Ma io nin ho offeso nessuno.
Dico che nin sostenere questa societá con la tempesta mediatica che gli hanno scagliato contro equivale ad attaccare il Milan. É un mio parere e secondo me va rispettato come quello di chi critica. Io nin dico che le posizioni come lamtua siano stupide o illegittime, dico che , a mio parere, fanno il male del Milan.

Secondo “voi” (scusa il raggruppamento) questa dirigenza fa il male del Milan, secondo me invece la dirigenza fa bene e a far il male del Milan sono i tifosi che critica QUESTA dirigenza. Ti prego di rispettare anche la mia opinione.


----------



## Djici (21 Dicembre 2017)

Zosimo2410 ha scritto:


> Ma io nin ho offeso nessuno.
> Dico che nin sostenere questa societá con la tempesta mediatica che gli hanno scagliato contro equivale ad attaccare il Milan.
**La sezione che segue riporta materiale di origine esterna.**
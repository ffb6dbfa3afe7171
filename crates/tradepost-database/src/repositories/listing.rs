//! Listing repository implementation.

use sqlx::PgPool;
use uuid::Uuid;

use tradepost_core::error::{AppError, ErrorKind};
use tradepost_core::result::AppResult;
use tradepost_entity::listing::{
    AdminListing, CreateListing, Listing, ListingDetail, ListingStatus, OwnedListing,
    UpdateListing,
};

/// Columns of [`ListingDetail`] beyond `l.*`.
const DETAIL_SELECT: &str = "SELECT l.*, \
     c.name AS category_name, \
     co.name AS condition_name, \
     p.first_name AS seller_first_name, \
     p.company_name AS seller_company_name, \
     p.is_verified AS seller_verified \
     FROM listings l \
     LEFT JOIN categories c ON c.id = l.category_id \
     LEFT JOIN conditions co ON co.id = l.condition_id \
     LEFT JOIN profiles p ON p.user_id = l.user_id";

/// Repository for listing CRUD, moderation flags and read models.
#[derive(Debug, Clone)]
pub struct ListingRepository {
    pool: PgPool,
}

impl ListingRepository {
    /// Create a new listing repository.
    pub fn new(pool: PgPool) -> Self {
        Self { pool }
    }

    /// Find a listing by primary key.
    pub async fn find_by_id(&self, id: Uuid) -> AppResult<Option<Listing>> {
        sqlx::query_as::<_, Listing>("SELECT * FROM listings WHERE id = $1")
            .bind(id)
            .fetch_optional(&self.pool)
            .await
            .map_err(|e| AppError::with_source(ErrorKind::Database, "Failed to find listing", e))
    }

    /// Find a listing joined with catalog names and its seller.
    pub async fn find_detail(&self, id: Uuid) -> AppResult<Option<ListingDetail>> {
        sqlx::query_as::<_, ListingDetail>(&format!("{DETAIL_SELECT} WHERE l.id = $1"))
            .bind(id)
            .fetch_optional(&self.pool)
            .await
            .map_err(|e| {
                AppError::with_source(ErrorKind::Database, "Failed to load listing detail", e)
            })
    }

    /// Every listing a buyer may find in search, newest first.
    pub async fn find_searchable(&self) -> AppResult<Vec<ListingDetail>> {
        sqlx::query_as::<_, ListingDetail>(&format!(
            "{DETAIL_SELECT} WHERE l.status = 'published' \
             AND NOT l.disabled_by_admin AND NOT l.deleted_by_user \
             ORDER BY l.created_at DESC"
        ))
        .fetch_all(&self.pool)
        .await
        .map_err(|e| {
            AppError::with_source(ErrorKind::Database, "Failed to load searchable listings", e)
        })
    }

    /// Insert a new draft listing with its photo URLs.
    pub async fn create(&self, data: &CreateListing) -> AppResult<Listing> {
        sqlx::query_as::<_, Listing>(
            "INSERT INTO listings \
             (id, user_id, title, description, price, category_id, condition_id, location, \
             images, status) \
             VALUES ($1, $2, $3, $4, $5, $6, $7, $8, $9, 'draft') RETURNING *",
        )
        .bind(data.id)
        .bind(data.user_id)
        .bind(&data.title)
        .bind(&data.description)
        .bind(data.price)
        .bind(data.category_id)
        .bind(data.condition_id)
        .bind(&data.location)
        .bind(&data.images)
        .fetch_one(&self.pool)
        .await
        .map_err(|e| AppError::with_source(ErrorKind::Database, "Failed to create listing", e))
    }

    /// Overwrite the editable fields of a listing.
    pub async fn update(&self, id: Uuid, data: &UpdateListing) -> AppResult<Listing> {
        sqlx::query_as::<_, Listing>(
            "UPDATE listings SET title = $2, description = $3, price = $4, category_id = $5, \
             condition_id = $6, location = $7, updated_at = NOW() WHERE id = $1 RETURNING *",
        )
        .bind(id)
        .bind(&data.title)
        .bind(&data.description)
        .bind(data.price)
        .bind(data.category_id)
        .bind(data.condition_id)
        .bind(&data.location)
        .fetch_optional(&self.pool)
        .await
        .map_err(|e| AppError::with_source(ErrorKind::Database, "Failed to update listing", e))?
        .ok_or_else(|| AppError::not_found(format!("Listing {id} not found")))
    }

    /// Replace the image URL list.
    pub async fn set_images(&self, id: Uuid, images: &[String]) -> AppResult<Listing> {
        sqlx::query_as::<_, Listing>(
            "UPDATE listings SET images = $2, updated_at = NOW() WHERE id = $1 RETURNING *",
        )
        .bind(id)
        .bind(images)
        .fetch_optional(&self.pool)
        .await
        .map_err(|e| {
            AppError::with_source(ErrorKind::Database, "Failed to store listing images", e)
        })?
        .ok_or_else(|| AppError::not_found(format!("Listing {id} not found")))
    }

    /// Change the publication status.
    pub async fn set_status(&self, id: Uuid, status: ListingStatus) -> AppResult<Listing> {
        sqlx::query_as::<_, Listing>(
            "UPDATE listings SET status = $2, updated_at = NOW() WHERE id = $1 RETURNING *",
        )
        .bind(id)
        .bind(status)
        .fetch_optional(&self.pool)
        .await
        .map_err(|e| {
            AppError::with_source(ErrorKind::Database, "Failed to update listing status", e)
        })?
        .ok_or_else(|| AppError::not_found(format!("Listing {id} not found")))
    }

    /// Mark a listing as deleted by its seller.
    pub async fn soft_delete(&self, id: Uuid, reason: &str) -> AppResult<Listing> {
        sqlx::query_as::<_, Listing>(
            "UPDATE listings SET deleted_by_user = TRUE, deleted_at = NOW(), \
             deletion_reason = $2, updated_at = NOW() WHERE id = $1 RETURNING *",
        )
        .bind(id)
        .bind(reason)
        .fetch_optional(&self.pool)
        .await
        .map_err(|e| AppError::with_source(ErrorKind::Database, "Failed to delete listing", e))?
        .ok_or_else(|| AppError::not_found(format!("Listing {id} not found")))
    }

    /// Hide or restore a listing on behalf of a moderator.
    pub async fn set_disabled(
        &self,
        id: Uuid,
        disabled: bool,
        reason: Option<&str>,
    ) -> AppResult<Listing> {
        sqlx::query_as::<_, Listing>(
            "UPDATE listings SET disabled_by_admin = $2, disabled_reason = $3, \
             updated_at = NOW() WHERE id = $1 RETURNING *",
        )
        .bind(id)
        .bind(disabled)
        .bind(reason)
        .fetch_optional(&self.pool)
        .await
        .map_err(|e| {
            AppError::with_source(ErrorKind::Database, "Failed to update moderation flag", e)
        })?
        .ok_or_else(|| AppError::not_found(format!("Listing {id} not found")))
    }

    /// Count one detail view.
    pub async fn increment_views(&self, id: Uuid) -> AppResult<()> {
        sqlx::query("UPDATE listings SET view_count = view_count + 1 WHERE id = $1")
            .bind(id)
            .execute(&self.pool)
            .await
            .map_err(|e| {
                AppError::with_source(ErrorKind::Database, "Failed to record listing view", e)
            })?;
        Ok(())
    }

    /// A seller's listings, deleted ones included, newest first.
    pub async fn find_by_owner(&self, user_id: Uuid) -> AppResult<Vec<OwnedListing>> {
        sqlx::query_as::<_, OwnedListing>(
            "SELECT l.*, c.name AS category_name FROM listings l \
             LEFT JOIN categories c ON c.id = l.category_id \
             WHERE l.user_id = $1 ORDER BY l.created_at DESC",
        )
        .bind(user_id)
        .fetch_all(&self.pool)
        .await
        .map_err(|e| AppError::with_source(ErrorKind::Database, "Failed to list own listings", e))
    }

    /// Every listing with its owner's names, newest first.
    pub async fn find_all_for_moderation(&self) -> AppResult<Vec<AdminListing>> {
        sqlx::query_as::<_, AdminListing>(
            "SELECT l.*, p.company_name AS owner_company_name, \
             p.first_name AS owner_first_name FROM listings l \
             LEFT JOIN profiles p ON p.user_id = l.user_id \
             ORDER BY l.created_at DESC",
        )
        .fetch_all(&self.pool)
        .await
        .map_err(|e| AppError::with_source(ErrorKind::Database, "Failed to list listings", e))
    }
}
É un mio parere e secondo me va rispettato come quello di chi critica. Io nin dico che le posizioni come lamtua siano stupide o illegittime, dico che , a mio parere, fanno il male del Milan.
> 
> Secondo “voi” (scusa il raggruppamento) questa dirigenza fa il male del Milan, secondo me invece la dirigenza fa bene e a far il male del Milan sono i tifosi che critica QUESTA dirigenza. Ti prego di rispettare anche la mia opinione.



Ci diamo chiariti subito e non voglio fare polemica ma prima definisci certi tifosi come "nemici del Milan" e poi dici "non ho offeso nessuno". A me sembra evidente che quando un tifoso de Milan viene chiamato "nemico del Milan" si senta offeso... 
Se io dicessi che per me il peggiore nemico del Milan e chi ha le fette di salame sugli occhi e tifa a prescindere per Fassone non penso che la prenderti bene. Sopratutto dopo averti definito come un NEMICO.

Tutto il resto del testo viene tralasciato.